My friend Lockwood, who studied this stuff in depth and wrote up a paper on it for Oregon State University, sent me the following in an email, explaining how this works:

The key here is the term “permineralization,” and more specifically, “silicification.” I think those wikilinks will be clear, but the idea is that all the void spaces, including pores between the cell walls have been completely filled with silica, probably quartz. The reason that the pores are important is that it’s those interconnections that give the rock its overall coherence, toughness, and strength. Otherwise, each individual cell would easily break off from its neighbors. As you’ve seen, they don’t. As a proportion of mass and volume, the carbon is probably only a few percent of the total. So there’s enough exposed on fresh surfaces to smudge your fingers, but the bulk of the rock is crystalline quartz, and is very hard and tough. Incidentally, the carbon will eventually get rubbed off, and won’t smudge anymore, until you open up a new fresh surface.

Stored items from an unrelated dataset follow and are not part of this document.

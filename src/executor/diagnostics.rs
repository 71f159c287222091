use std::fmt::{Display, Formatter};
use std::time::Duration;

use indexmap::IndexMap;

use crate::core::{ArcStr, Dynamic};
use crate::error::ExecutionError;
use crate::pipeline::PipelineId;

/// How a single pipeline run ended.
#[derive(Clone, Debug)]
pub enum Outcome {
    Success {
        output: Dynamic,
        /// Sum of task times, cached tasks counted at their original cost.
        elapsed: Duration,
    },
    Failure(ExecutionError),
}

/// Result record of one pipeline.
#[derive(Clone, Debug)]
pub struct PipelineResult {
    id: PipelineId,
    tasks: Vec<ArcStr>,
    outcome: Outcome,
}

impl PipelineResult {
    pub(crate) fn new(id: PipelineId, tasks: Vec<ArcStr>, outcome: Outcome) -> Self {
        Self { id, tasks, outcome }
    }

    pub fn id(&self) -> PipelineId {
        self.id
    }

    /// Identities of the pipeline's tasks, in order.
    pub fn tasks(&self) -> &[ArcStr] {
        &self.tasks
    }

    pub fn outcome(&self) -> &Outcome {
        &self.outcome
    }

    pub fn is_success(&self) -> bool {
        matches!(self.outcome, Outcome::Success { .. })
    }

    /// Final output, `None` if the pipeline failed.
    pub fn output(&self) -> Option<&Dynamic> {
        match &self.outcome {
            Outcome::Success { output, .. } => Some(output),
            Outcome::Failure(_) => None,
        }
    }

    /// Final output downcast to `T`.
    pub fn output_as<T: 'static>(&self) -> Option<&T> {
        self.output().and_then(|output| output.downcast_ref::<T>())
    }

    /// Total elapsed time, `None` if the pipeline failed.
    pub fn elapsed(&self) -> Option<Duration> {
        match &self.outcome {
            Outcome::Success { elapsed, .. } => Some(*elapsed),
            Outcome::Failure(_) => None,
        }
    }

    pub fn error(&self) -> Option<&ExecutionError> {
        match &self.outcome {
            Outcome::Failure(error) => Some(error),
            Outcome::Success { .. } => None,
        }
    }
}

/// Cache usage during one executor run.
#[derive(Debug, Default, Clone, Copy, PartialEq, Eq)]
pub struct CacheStats {
    /// Tasks whose output was taken from the cache.
    pub hits: usize,
    /// Tasks which were actually executed.
    pub executed: usize,
}

/// Results of an executor run, keyed by pipeline id in execution order.
#[derive(Debug, Default)]
pub struct Report {
    results: IndexMap<PipelineId, PipelineResult>,
    pub stats: CacheStats,
}

impl Report {
    pub(crate) fn insert(&mut self, result: PipelineResult) {
        self.results.insert(result.id, result);
    }

    pub fn get(&self, id: &PipelineId) -> Option<&PipelineResult> {
        self.results.get(id)
    }

    pub fn iter(&self) -> impl Iterator<Item = &PipelineResult> {
        self.results.values()
    }

    pub fn successes(&self) -> impl Iterator<Item = &PipelineResult> {
        self.iter().filter(|result| result.is_success())
    }

    pub fn failures(&self) -> impl Iterator<Item = &PipelineResult> {
        self.iter().filter(|result| !result.is_success())
    }

    pub fn len(&self) -> usize {
        self.results.len()
    }

    pub fn is_empty(&self) -> bool {
        self.results.is_empty()
    }

    pub fn into_results(self) -> IndexMap<PipelineId, PipelineResult> {
        self.results
    }
}

impl Display for Report {
    fn fmt(&self, f: &mut Formatter<'_>) -> std::fmt::Result {
        for result in self.results.values() {
            let chain = result
                .tasks
                .iter()
                .map(AsRef::as_ref)
                .collect::<Vec<&str>>()
                .join(" > ");

            match &result.outcome {
                Outcome::Success { elapsed, .. } => {
                    writeln!(f, "{} [{}] ok in {:.2?}", result.id.short(), chain, elapsed)?
                }
                Outcome::Failure(error) => {
                    writeln!(f, "{} [{}] failed: {}", result.id.short(), chain, error)?
                }
            }
        }

        writeln!(
            f,
            "{} pipelines, {} tasks executed, {} cache hits",
            self.results.len(),
            self.stats.executed,
            self.stats.hits
        )
    }
}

The detail preserved is visible to the naked eye in many cases: in my samples from near Sweet Home, OR, you can clearly see growth rings. On a microscopic level, details of the cellular structure are easy to see. But the process obscures some of the details necessary to identify the species of wood: it takes some painstaking work with acid etching and scanning electron microscopes to determine what sort of tree contributed the necessary wood.
Image shows a wedge-shaped piece of permineralized charcoal. Growth rings are clearly visible. Growth rings in permineralized charcoal. Credit: Dana Hunter

Permineralization makes delicate charcoal some seriously tough stuff: my samples are comparatively young, but they're still millions, perhaps tens of millions, of years old. But samples as old as the Carboniferous are abundant. These ancient charcoals preserve evidence of fires that burned the earliest forests, and tell us a lot about what the earth was like long before mankind evolved.

You'd never expect something as delicate and ordinary as charcoal to survive for eons, but nature is wonderfully weird, and geologic processes can do some pretty extraordinary things.
growth rings in permineralized charcoal.


hard enough to scratch a rock hammer


I've always thought petrified wood was super cool.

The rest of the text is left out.